Filmic contamination

TEST INK

Contaminated surfaces are more difficult to wet than clean surfaces. Good wettability is the basic prerequisite for coating with paints, printing inks or adhesives. A simple method for the measurement of the surface tension on a very wide range of materials is to use test inks. For this purpose, we apply test ink to the surface. If the lines remain stable, the surface is easy to wet. The surface of the substrate then corresponds as a minimum to the surface tension of the test ink. If the ink pulls together, the wettability of the substrate is lower than that of the test ink used. The procedure is then repeated with a test ink with a lower surface tension. The higher the value is for the surface tension, the cleaner the surface. The surface tension/surface energy is stated in mN/m.

FLUORESCENCE MEASUREMENT

Organic contaminating films such as greases, oils or wax fluoresce if they are excited using UV light. Materials that do not fluoresce can also be rendered visible by including fluorescing dyes as markers. In this way we can verify, quickly and without contact, the presence of organic substances on metallic surfaces. We only need an absolutely clean surface as a reference. The higher the fluorescence value measured, the thicker the filmic contamination. The measured value is stated in RFU (Relative Fluorescence Units).

Contact angle measurement

One method for checking your component surfaces is contact angle measurement with determination of the free surface energy. It is a simple procedure that takes just seconds and can also be used on the move thanks to the handy measuring instrument.

The device dispenses drops of two liquids - one polar, e.g. water, and one disperse, e.g. diiodomethane - onto the surface to be tested. Within seconds, the device determines the contact angle, i.e. the angle that a drop of liquid on the surface of a solid forms with this surface. A contact angle < 90° indicates that the surface is well wettable, a contact angle > 90° indicates that, for example, coatings adhere poorly or not at all. The free surface energy in mN/m is also calculated from the contact angles determined for polar and disperse. The higher this is, the better the wettability by aqueous or organic liquids, the initial adhesion and also the long-term stability.

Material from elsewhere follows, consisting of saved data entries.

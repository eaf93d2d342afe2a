// SPDX-License-Identifier: BUSL-1.1
// Copyright (c) 2026 Alfred Jean LLC

//! ID generation abstractions

/// Maximum byte length for an inline ID.
///
/// All generated IDs are exactly 24 bytes (5-char prefix + 19-char nanoid).
/// `from_string` accepts shorter IDs but debug-asserts they fit.
pub const ID_MAX_LEN: usize = 24;

/// Returns a string slice truncated to at most `n` characters.
pub fn short(s: &str, n: usize) -> &str {
    if s.len() <= n {
        s
    } else {
        &s[..n]
    }
}

/// Fixed-size inline ID buffer. Always ≤ 24 ASCII bytes, `Copy`.
#[derive(Clone, Copy, PartialEq, Eq)]
pub struct IdBuf {
    len: u8,
    buf: [u8; ID_MAX_LEN],
}

impl std::hash::Hash for IdBuf {
    fn hash<H: std::hash::Hasher>(&self, state: &mut H) {
        // Hash only the active bytes so it matches str::hash,
        // which is required for Borrow<str> HashMap lookups.
        self.as_str().hash(state);
    }
}

impl IdBuf {
    pub const fn empty() -> Self {
        Self { len: 0, buf: [0; ID_MAX_LEN] }
    }

    pub fn new(s: &str) -> Self {
        debug_assert!(
            s.len() <= ID_MAX_LEN,
            "ID exceeds {} bytes ({} bytes): {:?}",
            ID_MAX_LEN,
            s.len(),
            s,
        );
        let len = s.len().min(ID_MAX_LEN);
        let mut buf = [0u8; ID_MAX_LEN];
        buf[..len].copy_from_slice(&s.as_bytes()[..len]);
        Self { len: len as u8, buf }
    }

    pub fn as_str(&self) -> &str {
        // Invariant: only constructed from &str, always valid UTF-8.
        match std::str::from_utf8(&self.buf[..self.len as usize]) {
            Ok(s) => s,
            Err(_) => unreachable!("IdBuf constructed from non-UTF-8"),
        }
    }

    pub fn is_empty(&self) -> bool {
        self.len == 0
    }
}

impl std::borrow::Borrow<str> for IdBuf {
    fn borrow(&self) -> &str {
        self.as_str()
    }
}

impl std::fmt::Debug for IdBuf {
    fn fmt(&self, f: &mut std::fmt::Formatter<'_>) -> std::fmt::Result {
        write!(f, "{:?}", self.as_str())
    }
}

impl std::fmt::Display for IdBuf {
    fn fmt(&self, f: &mut std::fmt::Formatter<'_>) -> std::fmt::Result {
        write!(f, "{}", self.as_str())
    }
}

impl serde::Serialize for IdBuf {
    fn serialize<S>(&self, serializer: S) -> Result<S::Ok, S::Error>
    where
        S: serde::Serializer,
    {
        serializer.serialize_str(self.as_str())
    }
}

impl<'de> serde::Deserialize<'de> for IdBuf {
    fn deserialize<D>(deserializer: D) -> Result<Self, D::Error>
    where
        D: serde::Deserializer<'de>,
    {
        let s = String::deserialize(deserializer)?;
        if s.len() > ID_MAX_LEN {
            return Err(serde::de::Error::custom(format!(
                "ID exceeds {} bytes: {:?}",
                ID_MAX_LEN, s
            )));
        }
        Ok(IdBuf::new(&s))
    }
}

/// Define a newtype ID wrapper around [`IdBuf`] with a type prefix.
///
/// Generates `new()` for random ID generation, `from_string()` for parsing,
/// `as_str()`, `suffix()`, `short()`, `Display`, `From<String>`, `From<&str>`,
/// `PartialEq<str>`, `PartialEq<&str>`, `Borrow<str>`, and `Deref` implementations.
///
/// The ID format is `{prefix}{nanoid}` where:
/// - `prefix`: 4–5 character type indicator (e.g., "ses-", "cred-")
/// - `nanoid`: 19 character random ID
///
/// ```ignore
/// define_id! {
///     /// Doc comment for the ID type.
///     pub struct SessionId("ses-");
/// }
/// ```
#[macro_export]
macro_rules! define_id {
    (
        $(#[$meta:meta])*
        pub struct $name:ident($prefix:literal);
    ) => {
        $(#[$meta])*
        #[derive(Debug, Clone, Copy, PartialEq, Eq, Hash, serde::Serialize, serde::Deserialize)]
        #[serde(transparent)]
        pub struct $name(pub $crate::id::IdBuf);

        impl $name {
            pub const PREFIX: &'static str = $prefix;

            /// Generate a new random ID with the type prefix
            pub fn new() -> Self {
                Self($crate::id::IdBuf::new(&format!(
                    "{}{}",
                    Self::PREFIX,
                    nanoid::nanoid!(19)
                )))
            }

            /// Create ID from existing string (for parsing/deserialization)
            pub fn from_string(id: impl AsRef<str>) -> Self {
                Self($crate::id::IdBuf::new(id.as_ref()))
            }

            pub fn as_str(&self) -> &str {
                self.0.as_str()
            }

            /// Get the ID suffix (without prefix)
            pub fn suffix(&self) -> &str {
                self.0.as_str().strip_prefix(Self::PREFIX).unwrap_or(self.0.as_str())
            }

            /// Returns a string slice of the suffix truncated to at most `n` characters.
            pub fn short(&self, n: usize) -> &str {
                let suffix = self.suffix();
                let end = std::cmp::min(n, suffix.len());
                &suffix[..end]
            }

            /// Returns true if the ID is an empty string.
            pub fn is_empty(&self) -> bool {
                self.0.is_empty()
            }
        }

        impl Default for $name {
            fn default() -> Self {
                Self::new()
            }
        }

        impl std::fmt::Display for $name {
            fn fmt(&self, f: &mut std::fmt::Formatter<'_>) -> std::fmt::Result {
                write!(f, "{}", self.0.as_str())
            }
        }

        impl From<&str> for $name {
            fn from(s: &str) -> Self {
                Self::from_string(s)
            }
        }

        impl From<String> for $name {
            fn from(s: String) -> Self {
                Self::from_string(s)
            }
        }

        impl From<&String> for $name {
            fn from(s: &String) -> Self {
                Self::from_string(s)
            }
        }

        impl AsRef<str> for $name {
            fn as_ref(&self) -> &str {
                self.0.as_str()
            }
        }

        impl PartialEq<str> for $name {
            fn eq(&self, other: &str) -> bool {
                self.0.as_str() == other
            }
        }

        impl PartialEq<&str> for $name {
            fn eq(&self, other: &&str) -> bool {
                self.0.as_str() == *other
            }
        }

        impl std::borrow::Borrow<str> for $name {
            fn borrow(&self) -> &str {
                self.0.as_str()
            }
        }

        impl std::ops::Deref for $name {
            type Target = str;

            fn deref(&self) -> &str {
                self.0.as_str()
            }
        }
    };
}

#[cfg(test)]
#[path = "id_tests.rs"]
mod tests;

VERIFICATION AND IDENTIFICATION USING RAMAN AND FTIR SPECTROSCOPY

Chemical-filmic contamination such as oils, greases, cooling lubricants, cleaning agents, preservatives, solvents and more can be analysed directly on the surface of the component using the spectroscopic analytical methods RAMAN and FTIR. These measurement and analytical methods provide qualitative measured values. This means we can verify the presence of contamination and identify it unambiguously. Reference databases are required for these near-surface analytical methods.

VERIFICATION AND QUANTIFICATION USING GAS CHROMATOGRAPHY (GC-FID)

For this purpose, we extract the contamination from the component using a suitable solvent and analyse the organic residues released using gas chromatography coupled with a flame ionisation detector (GC-FID). As a result we obtain the sum of the soluble organic contamination in mg/component or in mg/m².

IDENTIFICATION AND QUANTIFICATION USING GAS CHROMATOGRAPHY (GC-MS)

For this purpose, we extract the contamination from the component using a suitable solvent and analyse the organic residues released using gas chromatography coupled with a mass spectrometer (GC-MS). As a result we obtain the sum of the soluble organic contamination in mg/component or in mg/m², as well as the identification of the individual components.

GRAVIMETRIC ASSESSMENT

Here we extract the contamination from the component using a suitable solvent and separate the solid residues using filtration. After the evaporation of the solvent, we determine the mass of the soluble residues gravimetrically using an analytical balance. The result is stated in mg/component or in mg/m².